● **Stored data**
#[utoipa::path(
    post,
    path = "/admin/courses/{id}/questions",
    description = "Adds a question together with its choices",
    params(("id" = Uuid, Path, description = "Course id")),
    request_body = QuestionInline,
    responses(
        (status = 201, description = "Question added to the course", body = QuestionWithChoices),
        (status = 403, description = "You're not an admin", body = ErrorResponse),
        (status = 404, description = "No such course", body = ErrorResponse),
        (status = 500, description = "Internal server error", body = ErrorResponse),
    ),
    tag = "admin",
    security(
        ("cookie" = [])
    )
)]
pub(crate) async fn course_add_question_handler(
    ctx: RequestContext,
    State(state): State<AppState>,
    Path(id): Path<Uuid>,
    Json(payload): Json<QuestionInline>,
) -> WebResult<impl IntoResponse> {
    let user = ctx.admin_user()?;
    let course = find_course(&state, user, id).await?;

    let (question, choices) = Question::create_with_choices(
        state.pool(),
        user,
        QuestionCreate {
            course_id: course.id(),
            question_text: payload.question_text,
            grade_point: payload.grade_point,
        },
        payload.choices,
    )
    .await
    .map_err(|e| WebError::from_database(Question::get_resource_type(), e))?;

    Ok((StatusCode::CREATED, Json(QuestionWithChoices { question, choices })))
}

#[utoipa::path(
    post,
    path = "/admin/questions/{id}/choices",
    params(("id" = Uuid, Path, description = "Question id")),
    request_body = ChoiceDraft,
    responses(
        (status = 201, description = "Choice added to the question", body = Choice),
        (status = 403, description = "You're not an admin", body = ErrorResponse),
        (status = 404, description = "No such question", body = ErrorResponse),
        (status = 500, description = "Internal server error", body = ErrorResponse),
    ),
    tag = "admin",
    security(
        ("cookie" = [])
    )
)]
pub(crate) async fn question_add_choice_handler(
    ctx: RequestContext,
    State(state): State<AppState>,
    Path(id): Path<Uuid>,
    Json(payload): Json<ChoiceDraft>,
) -> WebResult<impl IntoResponse> {
    let user = ctx.admin_user()?;
    let question = fetch_one::<Question, QuestionCreate>(&state, &ctx, id).await?;

    let choice = Choice::create(
        state.pool(),
        user,
        ChoiceCreate {
            question_id: question.id(),
            choice_text: payload.choice_text,
            is_correct: Some(payload.is_correct),
        },
    )
    .await
    .map_err(|e| WebError::from_database(Choice::get_resource_type(), e))?;

    Ok((StatusCode::CREATED, Json(choice)))
}

#[utoipa::path(
    put,
    path = "/admin/courses/{id}/instructors/{instructor_id}",
    params(
        ("id" = Uuid, Path, description = "Course id"),
        ("instructor_id" = Uuid, Path, description = "Instructor id"),
    ),
    responses(
        (status = 204, description = "Instructor teaches the course"),
        (status = 403, description = "You're not an admin", body = ErrorResponse),
        (status = 404, description = "No such course or instructor", body = ErrorResponse),
        (status = 500, description = "Internal server error", body = ErrorResponse),
    ),
    tag = "admin",
    security(
        ("cookie" = [])
    )
)]
pub(crate) async fn course_attach_instructor_handler(
    ctx: RequestContext,
    State(state): State<AppState>,
    Path((id, instructor_id)): Path<(Uuid, Uuid)>,
) -> WebResult<impl IntoResponse> {
    let user = ctx.admin_user()?;
    let course = find_course(&state, user, id).await?;
    let instructor = fetch_one::<Instructor, InstructorCreate>(&state, &ctx, instructor_id).await?;

    course
        .add_instructor(state.pool(), user, instructor.id())
        .await
        .map_err(|e| WebError::from_database(Course::get_resource_type(), e))?;

    Ok(StatusCode::NO_CONTENT)
}

#[utoipa::path(
    delete,
    path = "/admin/courses/{id}/instructors/{instructor_id}",
    params(
        ("id" = Uuid, Path, description = "Course id"),
        ("instructor_id" = Uuid, Path, description = "Instructor id"),
    ),
    responses(
        (status = 204, description = "Instructor no longer teaches the course"),
        (status = 403, description = "You're not an admin", body = ErrorResponse),
        (status = 404, description = "No such course", body = ErrorResponse),
        (status = 500, description = "Internal server error", body = ErrorResponse),
    ),
    tag = "admin",
    security(
        ("cookie" = [])
    )
)]
pub(crate) async fn course_detach_instructor_handler(
    ctx: RequestContext,
    State(state): State<AppState>,
    Path((id, instructor_id)): Path<(Uuid, Uuid)>,
) -> WebResult<impl IntoResponse> {
    let user = ctx.admin_user()?;
    let course = find_course(&state, user, id).await?;

    course
        .remove_instructor(state.pool(), user, instructor_id)
        .await
        .map_err(|e| WebError::from_database(Course::get_resource_type(), e))?;

    Ok(StatusCode::NO_CONTENT)
}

● **How to complete this task**
Each line above should appear again, reproduced exactly.

● **Answer for the task**
#[utoipa::path(
    post,
    path = "/admin/courses/{id}/questions",
    description = "Adds a question together with its choices",
    params(("id" = Uuid, Path, description = "Course id")),
    request_body = QuestionInline,
    responses(
        (status = 201, description = "Question added to the course", body = QuestionWithChoices),
        (status = 403, description = "You're not an admin", body = ErrorResponse),
        (status = 404, description = "No such course", body = ErrorResponse),
        (status = 500, description = "Internal server error", body = ErrorResponse),
    ),
    tag = "admin",
    security(
        ("cookie" = [])
    )
)]
pub(crate) async fn course_add_question_handler(
    ctx: RequestContext,
    State(state): State<AppState>,
    Path(id): Path<Uuid>,
    Json(payload): Json<QuestionInline>,
) -> WebResult<impl IntoResponse> {
    let user = ctx.admin_user()?;
    let course = find_course(&state, user, id).await?;

    let (question, choices) = Question::create_with_choices(
        state.pool(),
        user,
        QuestionCreate {
            course_id: course.id(),
            question_text: payload.question_text,
            grade_point: payload.grade_point,
        },
        payload.choices,
    )
    .await
    .map_err(|e| WebError::from_database(Question::get_resource_type(), e))?;

    Ok((StatusCode::CREATED, Json(QuestionWithChoices { question, choices })))
}

#[utoipa::path(
    post,
    path = "/admin/questions/{id}/choices",
    params(("id" = Uuid, Path, description = "Question id")),
    request_body = ChoiceDraft,
    responses(
        (status = 201, description = "Choice added to the question", body = Choice),
        (status = 403, description = "You're not an admin", body = ErrorResponse),
        (status = 404, description = "No such question", body = ErrorResponse),
        (status = 500, description = "Internal server error", body = ErrorResponse),
    ),
    tag = "admin",
    security(
        ("cookie" = [])
    )
)]
pub(crate) async fn question_add_choice_handler(
    ctx: RequestContext,
    State(state): State<AppState>,
    Path(id): Path<Uuid>,
    Json(payload): Json<ChoiceDraft>,
) -> WebResult<impl IntoResponse> {
    let user = ctx.admin_user()?;
    let question = fetch_one::<Question, QuestionCreate>(&state, &ctx, id).await?;

    let choice = Choice::create(
        state.pool(),
        user,
        ChoiceCreate {
            question_id: question.id(),
            choice_text: payload.choice_text,
            is_correct: Some(payload.is_correct),
        },
    )
    .await
    .map_err(|e| WebError::from_database(Choice::get_resource_type(), e))?;

    Ok((StatusCode::CREATED, Json(choice)))
}

#[utoipa::path(
    put,
    path = "/admin/courses/{id}/instructors/{instructor_id}",
    params(
        ("id" = Uuid, Path, description = "Course id"),
        ("instructor_id" = Uuid, Path, description = "Instructor id"),
    ),
    responses(
        (status = 204, description = "Instructor teaches the course"),
        (status = 403, description = "You're not an admin", body = ErrorResponse),
        (status = 404, description = "No such course or instructor", body = ErrorResponse),
        (status = 500, description = "Internal server error", body = ErrorResponse),
    ),
    tag = "admin",
    security(
        ("cookie" = [])
    )
)]
pub(crate) async fn course_attach_instructor_handler(
    ctx: RequestContext,
    State(state): State<AppState>,
    Path((id, instructor_id)): Path<(Uuid, Uuid)>,
) -> WebResult<impl IntoResponse> {
    let user = ctx.admin_user()?;
    let course = find_course(&state, user, id).await?;
    let instructor = fetch_one::<Instructor, InstructorCreate>(&state, &ctx, instructor_id).await?;

    course
        .add_instructor(state.pool(), user, instructor.id())
        .await
        .map_err(|e| WebError::from_database(Course::get_resource_type(), e))?;

    Ok(StatusCode::NO_CONTENT)
}

#[utoipa::path(
    delete,
    path = "/admin/courses/{id}/instructors/{instructor_id}",
    params(
        ("id" = Uuid, Path, description = "Course id"),
        ("instructor_id" = Uuid, Path, description = "Instructor id"),
    ),
    responses(
        (status = 204, description = "Instructor no longer teaches the course"),
        (status = 403, description = "You're not an admin", body = ErrorResponse),
        (status = 404, description = "No such course", body = ErrorResponse),
        (status = 500, description = "Internal server error", body = ErrorResponse),
    ),
    tag = "admin",
    security(
        ("cookie" = [])
    )
)]
pub(crate) async fn course_detach_instructor_handler(
    ctx: RequestContext,
    State(state): State<AppState>,
    Path((id, instructor_id)): Path<(Uuid, Uuid)>,
) -> WebResult<impl IntoResponse> {
    let user = ctx.admin_user()?;
    let course = find_course(&state, user, id).await?;

    course
        .remove_instructor(state.pool(), user, instructor_id)
        .await
        .map_err(|e| WebError::from_database(Course::get_resource_type(), e))?;

    Ok(StatusCode::NO_CONTENT)
}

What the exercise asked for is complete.